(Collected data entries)
===============

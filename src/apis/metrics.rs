use super::Operation;
use crate::{
    client::DatadogClient,
    error::DatadogResult,
    models::{
        IntakePayloadAccepted, MetricAllTagsResponse, MetricBulkTagConfigCreateRequest,
        MetricBulkTagConfigDeleteRequest, MetricBulkTagConfigResponse, MetricContentEncoding,
        MetricEstimateResponse, MetricPayload, MetricSuggestedTagsAndAggregationsResponse,
        MetricTagConfigurationCreateRequest, MetricTagConfigurationMetricTypes,
        MetricTagConfigurationResponse, MetricTagConfigurationUpdateRequest,
        MetricVolumesResponse, MetricsAndMetricTagConfigurationsResponse,
        ScalarFormulaQueryRequest, ScalarFormulaQueryResponse, TimeseriesFormulaQueryRequest,
        TimeseriesFormulaQueryResponse,
    },
};
use log::{debug, info};
use reqwest::Method;

const CREATE_BULK_TAGS_METRICS_CONFIGURATION: Operation = Operation::new(
    "MetricsApi",
    "CreateBulkTagsMetricsConfiguration",
    &[400, 403, 404, 429],
);
const CREATE_TAG_CONFIGURATION: Operation =
    Operation::new("MetricsApi", "CreateTagConfiguration", &[400, 403, 409, 429]);
const DELETE_BULK_TAGS_METRICS_CONFIGURATION: Operation = Operation::new(
    "MetricsApi",
    "DeleteBulkTagsMetricsConfiguration",
    &[400, 403, 404, 429],
);
const DELETE_TAG_CONFIGURATION: Operation =
    Operation::new("MetricsApi", "DeleteTagConfiguration", &[403, 404, 429]);
const ESTIMATE_METRICS_OUTPUT_SERIES: Operation = Operation::new(
    "MetricsApi",
    "EstimateMetricsOutputSeries",
    &[400, 403, 404, 429],
);
const LIST_ACTIVE_METRIC_CONFIGURATIONS: Operation = Operation::new(
    "MetricsApi",
    "ListActiveMetricConfigurations",
    &[400, 403, 404, 429],
);
const LIST_TAG_CONFIGURATION_BY_NAME: Operation =
    Operation::new("MetricsApi", "ListTagConfigurationByName", &[403, 404, 429]);
const LIST_TAG_CONFIGURATIONS: Operation =
    Operation::new("MetricsApi", "ListTagConfigurations", &[400, 403, 429]);
const LIST_TAGS_BY_METRIC_NAME: Operation =
    Operation::new("MetricsApi", "ListTagsByMetricName", &[400, 403, 404, 429]);
const LIST_VOLUMES_BY_METRIC_NAME: Operation =
    Operation::new("MetricsApi", "ListVolumesByMetricName", &[400, 403, 404, 429]);
const QUERY_SCALAR_DATA: Operation =
    Operation::new("MetricsApi", "QueryScalarData", &[400, 401, 403, 429]);
const QUERY_TIMESERIES_DATA: Operation =
    Operation::new("MetricsApi", "QueryTimeseriesData", &[400, 401, 403, 429]);
const SUBMIT_METRICS: Operation =
    Operation::intake("MetricsApi", "SubmitMetrics", &[400, 403, 408, 413, 429]);
const UPDATE_TAG_CONFIGURATION: Operation =
    Operation::new("MetricsApi", "UpdateTagConfiguration", &[400, 403, 422, 429]);
use datadog_api_client::{
    models::{IncidentRelatedObject, IncidentTeamCreateRequest, IncidentTeamIncludedItems, IncidentTeamUpdateRequest},
    Configuration, DatadogClient, DatadogError, ListIncidentTeamsOptionalParams,
};
use serde_json::json;
use uuid::Uuid;
use wiremock::{
    matchers::{body_json, header, method, path, query_param},
    Mock, MockServer, ResponseTemplate,
};

const TEAM_OPERATIONS: [&str; 5] = [
    "v2.CreateIncidentTeam",
    "v2.DeleteIncidentTeam",
    "v2.GetIncidentTeam",
    "v2.ListIncidentTeams",
    "v2.UpdateIncidentTeam",
];

fn base_config(server: &MockServer) -> Configuration {
    Configuration::new()
        .with_api_key("test-api-key")
        .with_app_key("test-app-key")
        .with_base_url(server.uri())
        .expect("Mock server URL should parse")
}

/// Helper to create a client with the incident team operations enabled
async fn create_test_client() -> (MockServer, DatadogClient) {
    let server = MockServer::start().await;
    let config = TEAM_OPERATIONS
        .iter()
        .fold(base_config(&server), |config, op| config.with_unstable_operation(op, true));
    let client = DatadogClient::new(config).expect("Failed to create client");
    (server, client)
}

fn team_json(id: &str, name: &str) -> serde_json::Value {
    json!({
        "id": id,
        "type": "teams",
        "attributes": {
            "name": name,
            "created": "2024-05-01T08:00:00Z",
            "modified": "2024-05-02T08:00:00Z"
        },
        "relationships": {
            "created_by": {"data": {"id": "u1", "type": "users"}}
        }
    })
}

/// Test that disabled unstable operations never reach the network
#[tokio::test]
async fn test_unstable_operations_disabled_by_default() {
    let _ = env_logger::try_init();
    let server = MockServer::start().await;
    let client = DatadogClient::new(base_config(&server)).expect("Failed to create client");

    let err = client
        .incident_teams()
        .list_incident_teams(ListIncidentTeamsOptionalParams::default())
        .await
        .unwrap_err();
    match err {
        DatadogError::UnstableOperationDisabled(operation) => {
            assert_eq!(operation, "v2.ListIncidentTeams")
        }
        other => panic!("unexpected error: {:?}", other),
    }

    let err = client
        .incident_teams()
        .delete_incident_team("t1")
        .await
        .unwrap_err();
    assert!(matches!(err, DatadogError::UnstableOperationDisabled(_)));

    let requests = server.received_requests().await.unwrap_or_default();
    assert!(requests.is_empty());
}

/// Test that the gate can be toggled on a configuration
#[tokio::test]
async fn test_unstable_operation_toggle() {
    let _ = env_logger::try_init();
    let mut config = Configuration::new();

    assert!(config.is_unstable_operation("v2.GetIncidentTeam"));
    assert!(!config.is_unstable_operation_enabled("v2.GetIncidentTeam"));
    assert!(config.set_unstable_operation_enabled("v2.GetIncidentTeam", true));
    assert!(config.is_unstable_operation_enabled("v2.GetIncidentTeam"));

    assert!(!config.is_unstable_operation("v2.ListRoles"));
    assert!(!config.set_unstable_operation_enabled("v2.ListRoles", true));
    assert!(!config.is_unstable_operation_enabled("v2.ListRoles"));
}

/// Test listing incident teams with paging and filter parameters
#[tokio::test]
async fn test_list_incident_teams() {
    let _ = env_logger::try_init();
    let (server, client) = create_test_client().await;

    Mock::given(method("GET"))
        .and(path("/api/v2/teams"))
        .and(query_param("include", "users"))
        .and(query_param("page[size]", "10"))
        .and(query_param("page[offset]", "20"))
        .and(query_param("filter", "sre"))
        .and(header("DD-API-KEY", "test-api-key"))
        .and(header("DD-APPLICATION-KEY", "test-app-key"))
        .respond_with(ResponseTemplate::new(200).set_body_json(json!({
            "data": [team_json("t1", "sre-core")],
            "included": [{"id": "u1", "type": "users", "attributes": {"handle": "jane"}}],
            "meta": {"pagination": {"next_offset": 30, "offset": 20, "size": 10}}
        })))
        .expect(1)
        .mount(&server)
        .await;

    let params = ListIncidentTeamsOptionalParams::default()
        .include(IncidentRelatedObject::Users)
        .page_size(10)
        .page_offset(20)
        .filter("sre");
    let teams = client
        .incident_teams()
        .list_incident_teams(params)
        .await
        .expect("Failed to list incident teams");

    assert_eq!(teams.data.len(), 1);
    assert_eq!(teams.data[0].id.as_deref(), Some("t1"));
    assert!(matches!(teams.included[0], IncidentTeamIncludedItems::User(_)));
    let pagination = teams.meta.and_then(|m| m.pagination).expect("Response should carry paging");
    assert_eq!(pagination.next_offset, Some(30));
}

/// Test creating, fetching, updating and deleting an incident team
#[tokio::test]
async fn test_incident_team_lifecycle() {
    let _ = env_logger::try_init();
    let (server, client) = create_test_client().await;
    let name = format!("team-{}", Uuid::new_v4());

    Mock::given(method("POST"))
        .and(path("/api/v2/teams"))
        .and(body_json(json!({"data": {"attributes": {"name": name}, "type": "teams"}})))
        .respond_with(ResponseTemplate::new(201).set_body_json(json!({"data": team_json("t1", &name)})))
        .expect(1)
        .mount(&server)
        .await;
    Mock::given(method("GET"))
        .and(path("/api/v2/teams/t1"))
        .and(query_param("include", "users"))
        .respond_with(ResponseTemplate::new(200).set_body_json(json!({
            "data": team_json("t1", &name),
            "included": [{"id": "u1", "type": "users", "attributes": {"name": null}}]
        })))
        .expect(1)
        .mount(&server)
        .await;
    Mock::given(method("PATCH"))
        .and(path("/api/v2/teams/t1"))
        .and(body_json(json!({"data": {"attributes": {"name": "renamed"}, "type": "teams"}})))
        .respond_with(ResponseTemplate::new(200).set_body_json(json!({"data": team_json("t1", "renamed")})))
        .expect(1)
        .mount(&server)
        .await;
    Mock::given(method("DELETE"))
        .and(path("/api/v2/teams/t1"))
        .respond_with(ResponseTemplate::new(204))
        .expect(1)
        .mount(&server)
        .await;

    let teams = client.incident_teams();
    let created = teams
        .create_incident_team(&IncidentTeamCreateRequest::new(&name))
        .await
        .expect("Failed to create incident team");
    assert_eq!(created.data.id.as_deref(), Some("t1"));
    let creator = created
        .data
        .relationships
        .and_then(|r| r.created_by)
        .expect("Team should record its creator");
    assert_eq!(creator.data.id, "u1");

    let fetched = teams
        .get_incident_team("t1", Some(IncidentRelatedObject::Users))
        .await
        .expect("Failed to get incident team");
    let IncidentTeamIncludedItems::User(user) = &fetched.included[0] else {
        panic!("expected an included user");
    };
    assert!(user.attributes.as_ref().is_some_and(|a| a.name.is_null()));

    let updated = teams
        .update_incident_team("t1", &IncidentTeamUpdateRequest::new("renamed"))
        .await
        .expect("Failed to update incident team");
    assert_eq!(
        updated.data.attributes.and_then(|a| a.name).as_deref(),
        Some("renamed")
    );

    teams.delete_incident_team("t1").await.expect("Failed to delete incident team");
}

/// Test a documented error status on a gated operation
#[tokio::test]
async fn test_get_incident_team_unauthorized() {
    let _ = env_logger::try_init();
    let (server, client) = create_test_client().await;

    Mock::given(method("GET"))
        .and(path("/api/v2/teams/t1"))
        .respond_with(ResponseTemplate::new(401).set_body_json(json!({"errors": ["Unauthorized"]})))
        .mount(&server)
        .await;

    let err = client
        .incident_teams()
        .get_incident_team("t1", None)
        .await
        .unwrap_err();
    let DatadogError::Api(api_error) = err else {
        panic!("expected an API error");
    };
    assert_eq!(api_error.status().as_u16(), 401);
    assert_eq!(api_error.errors(), ["Unauthorized".to_string()]);
}
use super::Nullable;
use chrono::{DateTime, Utc};
use serde::{Deserialize, Serialize};
use serde_json::Value;

/// Error payload returned by the API for documented failure statuses
#[derive(Debug, Clone, Default, PartialEq, Serialize, Deserialize)]
pub struct ApiErrorResponse {
    pub errors: Vec<String>,
}

string_enum! {
    /// Users resource type
    pub enum UsersType {
        Users = "users",
    }
}

impl Default for UsersType {
    fn default() -> Self {
        Self::Users
    }
}

string_enum! {
    /// Roles resource type
    pub enum RolesType {
        Roles = "roles",
    }
}

impl Default for RolesType {
    fn default() -> Self {
        Self::Roles
    }
}

string_enum! {
    /// Permissions resource type
    pub enum PermissionsType {
        Permissions = "permissions",
    }
}

impl Default for PermissionsType {
    fn default() -> Self {
        Self::Permissions
    }
}

/// Attributes of a user
#[derive(Debug, Clone, Default, PartialEq, Serialize, Deserialize)]
pub struct UserAttributes {
    #[serde(skip_serializing_if = "Option::is_none")]
    pub created_at: Option<DateTime<Utc>>,
    #[serde(skip_serializing_if = "Option::is_none")]
    pub disabled: Option<bool>,
    #[serde(skip_serializing_if = "Option::is_none")]
    pub email: Option<String>,
    #[serde(skip_serializing_if = "Option::is_none")]
    pub handle: Option<String>,
    #[serde(skip_serializing_if = "Option::is_none")]
    pub icon: Option<String>,
    #[serde(skip_serializing_if = "Option::is_none")]
    pub modified_at: Option<DateTime<Utc>>,
    #[serde(default, skip_serializing_if = "Nullable::is_absent")]
    pub name: Nullable<String>,
    #[serde(skip_serializing_if = "Option::is_none")]
    pub service_account: Option<bool>,
    #[serde(skip_serializing_if = "Option::is_none")]
    pub status: Option<String>,
    #[serde(default, skip_serializing_if = "Nullable::is_absent")]
    pub title: Nullable<String>,
    #[serde(skip_serializing_if = "Option::is_none")]
    pub verified: Option<bool>,
}

/// Relationship data pointing at a role
#[derive(Debug, Clone, Default, PartialEq, Serialize, Deserialize)]
pub struct RelationshipToRoleData {
    #[serde(skip_serializing_if = "Option::is_none")]
    pub id: Option<String>,
    #[serde(rename = "type", skip_serializing_if = "Option::is_none")]
    pub role_type: Option<RolesType>,
}

/// Relationship to a list of roles
#[derive(Debug, Clone, Default, PartialEq, Serialize, Deserialize)]
pub struct RelationshipToRoles {
    #[serde(default, skip_serializing_if = "Vec::is_empty")]
    pub data: Vec<RelationshipToRoleData>,
}

/// Relationships of a user object
#[derive(Debug, Clone, Default, PartialEq, Serialize, Deserialize)]
pub struct UserResponseRelationships {
    #[serde(skip_serializing_if = "Option::is_none")]
    pub roles: Option<RelationshipToRoles>,
    #[serde(skip_serializing_if = "Option::is_none")]
    pub org: Option<Value>,
}

/// A user object
#[derive(Debug, Clone, Default, PartialEq, Serialize, Deserialize)]
#[serde(remote = "Self")]
pub struct User {
    #[serde(skip_serializing_if = "Option::is_none")]
    pub attributes: Option<UserAttributes>,
    #[serde(skip_serializing_if = "Option::is_none")]
    pub id: Option<String>,
    #[serde(skip_serializing_if = "Option::is_none")]
    pub relationships: Option<UserResponseRelationships>,
    #[serde(rename = "type", skip_serializing_if = "Option::is_none")]
    pub user_type: Option<UsersType>,
    #[serde(skip)]
    pub unparsed_object: Option<Value>,
}

unparsed_fallback!(User);

/// Pagination totals
#[derive(Debug, Clone, Default, PartialEq, Serialize, Deserialize)]
pub struct Pagination {
    #[serde(skip_serializing_if = "Option::is_none")]
    pub total_count: Option<i64>,
    #[serde(skip_serializing_if = "Option::is_none")]
    pub total_filtered_count: Option<i64>,
}

/// Object describing meta attributes of a response
#[derive(Debug, Clone, Default, PartialEq, Serialize, Deserialize)]
pub struct ResponseMetaAttributes {
    #[serde(skip_serializing_if = "Option::is_none")]
    pub page: Option<Pagination>,
}

/// Response containing information about multiple users
#[derive(Debug, Clone, Default, PartialEq, Serialize, Deserialize)]
pub struct UsersResponse {
    #[serde(default)]
    pub data: Vec<User>,
    #[serde(default, skip_serializing_if = "Vec::is_empty")]
    pub included: Vec<Value>,
    #[serde(skip_serializing_if = "Option::is_none")]
    pub meta: Option<ResponseMetaAttributes>,
}

/// Relationship to user object
#[derive(Debug, Clone, PartialEq, Serialize, Deserialize)]
pub struct RelationshipToUserData {
    pub id: String,
    #[serde(rename = "type")]
    pub user_type: UsersType,
}

/// Relationship to a single user
#[derive(Debug, Clone, PartialEq, Serialize, Deserialize)]
pub struct RelationshipToUser {
    pub data: RelationshipToUserData,
}

impl RelationshipToUser {
    pub fn new(user_id: impl Into<String>) -> Self {
        Self {
            data: RelationshipToUserData {
                id: user_id.into(),
                user_type: UsersType::Users,
            },
        }
    }
}

/// Relationship to permission object
#[derive(Debug, Clone, Default, PartialEq, Serialize, Deserialize)]
pub struct RelationshipToPermissionData {
    #[serde(skip_serializing_if = "Option::is_none")]
    pub id: Option<String>,
    #[serde(rename = "type", skip_serializing_if = "Option::is_none")]
    pub permission_type: Option<PermissionsType>,
}

/// Relationship to a single permission
#[derive(Debug, Clone, Default, PartialEq, Serialize, Deserialize)]
pub struct RelationshipToPermission {
    #[serde(skip_serializing_if = "Option::is_none")]
    pub data: Option<RelationshipToPermissionData>,
}

impl RelationshipToPermission {
    pub fn new(permission_id: impl Into<String>) -> Self {
        Self {
            data: Some(RelationshipToPermissionData {
                id: Some(permission_id.into()),
                permission_type: Some(PermissionsType::Permissions),
            }),
        }
    }
}

/// Relationship to a list of permissions
#[derive(Debug, Clone, Default, PartialEq, Serialize, Deserialize)]
pub struct RelationshipToPermissions {
    #[serde(default, skip_serializing_if = "Vec::is_empty")]
    pub data: Vec<RelationshipToPermissionData>,
}

/// Relationship to a list of users
#[derive(Debug, Clone, Default, PartialEq, Serialize, Deserialize)]
pub struct RelationshipToUsers {
    pub data: Vec<RelationshipToUserData>,
}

===============

▶ _Action item_
Using only the entries above, output the line with "a gated operation", the line with "use serde_json::Value;", and all lines between them, exactly as they stand.

▶ _Written solution_
/// Test a documented error status on a gated operation
#[tokio::test]
async fn test_get_incident_team_unauthorized() {
    let _ = env_logger::try_init();
    let (server, client) = create_test_client().await;

    Mock::given(method("GET"))
        .and(path("/api/v2/teams/t1"))
        .respond_with(ResponseTemplate::new(401).set_body_json(json!({"errors": ["Unauthorized"]})))
        .mount(&server)
        .await;

    let err = client
        .incident_teams()
        .get_incident_team("t1", None)
        .await
        .unwrap_err();
    let DatadogError::Api(api_error) = err else {
        panic!("expected an API error");
    };
    assert_eq!(api_error.status().as_u16(), 401);
    assert_eq!(api_error.errors(), ["Unauthorized".to_string()]);
}
use super::Nullable;
use chrono::{DateTime, Utc};
use serde::{Deserialize, Serialize};
use serde_json::Value;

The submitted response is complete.